- Task requirements -
Return the lines below that contain "bytes".

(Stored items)
[Start of Attachment]
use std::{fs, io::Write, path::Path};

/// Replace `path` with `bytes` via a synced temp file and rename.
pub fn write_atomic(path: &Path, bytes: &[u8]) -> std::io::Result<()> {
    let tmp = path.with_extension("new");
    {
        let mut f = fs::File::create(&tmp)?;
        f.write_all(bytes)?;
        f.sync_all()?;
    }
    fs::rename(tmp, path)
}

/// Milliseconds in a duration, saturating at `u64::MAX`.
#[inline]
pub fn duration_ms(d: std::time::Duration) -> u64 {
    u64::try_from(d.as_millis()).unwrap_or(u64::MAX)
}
[End of Attachment]
- Written response -
/// Replace `path` with `bytes` via a synced temp file and rename.
pub fn write_atomic(path: &Path, bytes: &[u8]) -> std::io::Result<()> {
        f.write_all(bytes)?;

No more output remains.